* _What is needed_: List all lines in the material below that contain "info".

* _Exercise input_:
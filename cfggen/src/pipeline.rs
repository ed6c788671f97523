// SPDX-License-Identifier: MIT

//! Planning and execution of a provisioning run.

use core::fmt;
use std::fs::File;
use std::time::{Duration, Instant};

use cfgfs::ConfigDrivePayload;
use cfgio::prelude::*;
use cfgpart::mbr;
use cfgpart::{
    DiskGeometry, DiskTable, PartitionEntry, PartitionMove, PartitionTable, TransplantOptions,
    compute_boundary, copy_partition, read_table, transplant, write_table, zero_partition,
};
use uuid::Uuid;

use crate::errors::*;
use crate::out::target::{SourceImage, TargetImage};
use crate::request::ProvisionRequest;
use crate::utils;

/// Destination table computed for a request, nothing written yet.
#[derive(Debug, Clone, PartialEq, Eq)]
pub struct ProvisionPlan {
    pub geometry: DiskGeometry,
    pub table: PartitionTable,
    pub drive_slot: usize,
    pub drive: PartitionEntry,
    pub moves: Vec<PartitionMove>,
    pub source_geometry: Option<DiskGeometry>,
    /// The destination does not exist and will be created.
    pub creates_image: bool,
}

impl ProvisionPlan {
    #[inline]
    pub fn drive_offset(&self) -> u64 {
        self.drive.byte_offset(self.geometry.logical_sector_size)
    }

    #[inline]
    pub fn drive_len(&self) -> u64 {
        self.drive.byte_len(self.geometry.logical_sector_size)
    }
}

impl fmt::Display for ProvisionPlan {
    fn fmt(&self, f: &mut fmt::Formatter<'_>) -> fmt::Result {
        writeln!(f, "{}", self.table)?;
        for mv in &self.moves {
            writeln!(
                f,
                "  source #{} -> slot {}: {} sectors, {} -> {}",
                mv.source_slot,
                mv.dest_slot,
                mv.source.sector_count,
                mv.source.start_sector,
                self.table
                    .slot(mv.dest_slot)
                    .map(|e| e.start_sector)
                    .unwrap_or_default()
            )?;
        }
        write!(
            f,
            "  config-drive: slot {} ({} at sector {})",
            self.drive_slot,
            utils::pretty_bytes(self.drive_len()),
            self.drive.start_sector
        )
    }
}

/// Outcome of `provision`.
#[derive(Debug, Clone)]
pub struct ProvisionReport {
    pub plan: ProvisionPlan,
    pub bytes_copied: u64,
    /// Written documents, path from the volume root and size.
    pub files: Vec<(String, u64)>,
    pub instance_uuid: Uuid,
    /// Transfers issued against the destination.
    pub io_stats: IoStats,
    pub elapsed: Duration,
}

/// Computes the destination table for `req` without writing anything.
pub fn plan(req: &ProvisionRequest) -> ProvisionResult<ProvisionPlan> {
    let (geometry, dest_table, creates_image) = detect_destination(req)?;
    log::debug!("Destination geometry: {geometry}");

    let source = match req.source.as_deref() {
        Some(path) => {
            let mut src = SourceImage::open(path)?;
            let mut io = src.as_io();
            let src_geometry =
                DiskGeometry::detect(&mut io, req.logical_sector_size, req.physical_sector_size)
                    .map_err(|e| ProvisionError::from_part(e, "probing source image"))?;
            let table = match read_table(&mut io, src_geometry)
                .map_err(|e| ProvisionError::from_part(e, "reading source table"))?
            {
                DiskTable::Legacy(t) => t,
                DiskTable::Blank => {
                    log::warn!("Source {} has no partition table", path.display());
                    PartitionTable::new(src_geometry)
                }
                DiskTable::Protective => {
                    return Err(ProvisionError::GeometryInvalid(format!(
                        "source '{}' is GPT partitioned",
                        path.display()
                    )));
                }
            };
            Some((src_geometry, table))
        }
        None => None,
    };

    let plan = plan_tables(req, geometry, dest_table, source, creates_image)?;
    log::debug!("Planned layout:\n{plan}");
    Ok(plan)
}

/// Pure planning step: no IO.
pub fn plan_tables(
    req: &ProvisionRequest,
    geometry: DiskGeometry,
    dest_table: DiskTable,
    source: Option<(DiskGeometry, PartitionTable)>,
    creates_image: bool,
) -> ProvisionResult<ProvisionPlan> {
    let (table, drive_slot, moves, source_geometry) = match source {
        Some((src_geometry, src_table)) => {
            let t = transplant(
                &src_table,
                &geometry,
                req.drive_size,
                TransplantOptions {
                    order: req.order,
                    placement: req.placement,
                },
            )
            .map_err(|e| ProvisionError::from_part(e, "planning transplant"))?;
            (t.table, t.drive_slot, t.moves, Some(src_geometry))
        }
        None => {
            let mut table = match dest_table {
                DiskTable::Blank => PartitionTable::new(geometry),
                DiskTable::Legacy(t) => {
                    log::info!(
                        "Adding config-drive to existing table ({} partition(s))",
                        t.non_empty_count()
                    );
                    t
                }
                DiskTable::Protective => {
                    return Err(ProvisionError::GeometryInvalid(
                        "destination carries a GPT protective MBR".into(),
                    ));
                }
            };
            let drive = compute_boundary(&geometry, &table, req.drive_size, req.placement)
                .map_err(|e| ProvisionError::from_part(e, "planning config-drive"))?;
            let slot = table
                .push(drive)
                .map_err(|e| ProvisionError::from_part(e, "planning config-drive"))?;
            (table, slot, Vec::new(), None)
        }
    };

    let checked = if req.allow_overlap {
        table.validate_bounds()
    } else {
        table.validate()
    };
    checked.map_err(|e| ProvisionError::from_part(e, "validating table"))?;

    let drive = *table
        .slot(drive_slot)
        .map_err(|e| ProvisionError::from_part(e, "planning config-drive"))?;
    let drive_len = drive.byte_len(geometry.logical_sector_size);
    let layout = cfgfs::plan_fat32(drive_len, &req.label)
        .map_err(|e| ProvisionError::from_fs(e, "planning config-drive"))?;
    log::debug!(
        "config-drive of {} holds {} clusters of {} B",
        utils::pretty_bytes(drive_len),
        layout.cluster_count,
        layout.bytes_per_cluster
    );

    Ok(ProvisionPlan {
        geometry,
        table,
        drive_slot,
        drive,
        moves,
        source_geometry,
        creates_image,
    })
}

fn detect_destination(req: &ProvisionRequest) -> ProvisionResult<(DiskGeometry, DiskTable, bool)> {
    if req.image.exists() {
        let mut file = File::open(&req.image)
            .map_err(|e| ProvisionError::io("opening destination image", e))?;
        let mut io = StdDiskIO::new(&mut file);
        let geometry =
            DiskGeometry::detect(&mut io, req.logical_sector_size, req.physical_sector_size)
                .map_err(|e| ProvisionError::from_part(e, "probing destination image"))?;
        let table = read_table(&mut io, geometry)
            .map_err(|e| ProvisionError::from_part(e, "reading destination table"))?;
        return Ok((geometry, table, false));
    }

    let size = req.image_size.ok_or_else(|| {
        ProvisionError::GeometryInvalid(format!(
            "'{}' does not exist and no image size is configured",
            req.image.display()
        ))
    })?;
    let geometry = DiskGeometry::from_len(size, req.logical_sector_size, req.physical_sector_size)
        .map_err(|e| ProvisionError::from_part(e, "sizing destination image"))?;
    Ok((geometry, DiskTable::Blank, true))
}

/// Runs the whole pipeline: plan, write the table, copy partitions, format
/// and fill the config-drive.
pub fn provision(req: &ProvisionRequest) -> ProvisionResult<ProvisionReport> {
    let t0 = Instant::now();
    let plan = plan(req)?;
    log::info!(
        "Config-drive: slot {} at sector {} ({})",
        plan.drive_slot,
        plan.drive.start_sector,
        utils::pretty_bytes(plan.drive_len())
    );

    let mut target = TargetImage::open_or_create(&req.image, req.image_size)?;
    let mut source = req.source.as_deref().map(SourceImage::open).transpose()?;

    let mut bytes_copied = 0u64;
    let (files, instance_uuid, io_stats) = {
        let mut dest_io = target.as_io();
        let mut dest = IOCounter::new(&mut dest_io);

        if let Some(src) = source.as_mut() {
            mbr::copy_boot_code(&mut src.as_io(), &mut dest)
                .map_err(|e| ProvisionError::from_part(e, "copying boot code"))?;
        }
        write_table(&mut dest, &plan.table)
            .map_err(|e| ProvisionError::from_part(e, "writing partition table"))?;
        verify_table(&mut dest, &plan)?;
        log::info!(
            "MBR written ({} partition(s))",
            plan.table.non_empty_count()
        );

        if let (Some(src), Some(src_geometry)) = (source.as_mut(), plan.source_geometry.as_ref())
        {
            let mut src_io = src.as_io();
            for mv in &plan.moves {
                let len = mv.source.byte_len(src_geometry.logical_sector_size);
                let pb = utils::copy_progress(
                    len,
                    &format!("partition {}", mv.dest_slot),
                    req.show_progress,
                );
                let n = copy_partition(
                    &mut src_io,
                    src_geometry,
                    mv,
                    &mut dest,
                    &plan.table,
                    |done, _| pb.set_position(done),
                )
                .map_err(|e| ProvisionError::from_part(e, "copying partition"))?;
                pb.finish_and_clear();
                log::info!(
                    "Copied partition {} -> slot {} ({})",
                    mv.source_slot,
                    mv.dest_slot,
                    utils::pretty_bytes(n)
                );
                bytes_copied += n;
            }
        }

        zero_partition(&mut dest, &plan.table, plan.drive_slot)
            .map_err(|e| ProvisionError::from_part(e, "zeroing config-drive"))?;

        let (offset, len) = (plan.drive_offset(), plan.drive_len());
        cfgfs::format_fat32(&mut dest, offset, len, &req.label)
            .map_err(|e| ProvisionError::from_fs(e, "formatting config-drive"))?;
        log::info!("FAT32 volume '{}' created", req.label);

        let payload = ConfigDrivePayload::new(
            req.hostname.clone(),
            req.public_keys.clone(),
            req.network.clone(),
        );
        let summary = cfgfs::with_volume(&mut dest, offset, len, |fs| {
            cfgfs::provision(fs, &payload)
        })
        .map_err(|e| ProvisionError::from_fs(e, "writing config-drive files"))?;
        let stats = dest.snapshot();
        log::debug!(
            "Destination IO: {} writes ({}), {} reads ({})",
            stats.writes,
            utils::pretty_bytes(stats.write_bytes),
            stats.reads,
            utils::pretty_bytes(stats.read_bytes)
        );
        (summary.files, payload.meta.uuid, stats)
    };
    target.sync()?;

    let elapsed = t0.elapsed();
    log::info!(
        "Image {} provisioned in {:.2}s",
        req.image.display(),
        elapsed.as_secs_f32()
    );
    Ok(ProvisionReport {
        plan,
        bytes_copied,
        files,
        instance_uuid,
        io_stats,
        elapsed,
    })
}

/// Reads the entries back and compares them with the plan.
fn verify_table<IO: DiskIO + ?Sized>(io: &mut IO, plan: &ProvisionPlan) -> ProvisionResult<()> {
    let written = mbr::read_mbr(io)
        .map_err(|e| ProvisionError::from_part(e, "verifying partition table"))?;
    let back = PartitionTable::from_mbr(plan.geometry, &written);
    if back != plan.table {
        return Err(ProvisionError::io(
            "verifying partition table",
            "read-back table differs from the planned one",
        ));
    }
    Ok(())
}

* _Answer section_:
                    log::info!(
    log::info!(
        log::info!(
                log::info!(
        log::info!("FAT32 volume '{}' created", req.label);
    log::info!(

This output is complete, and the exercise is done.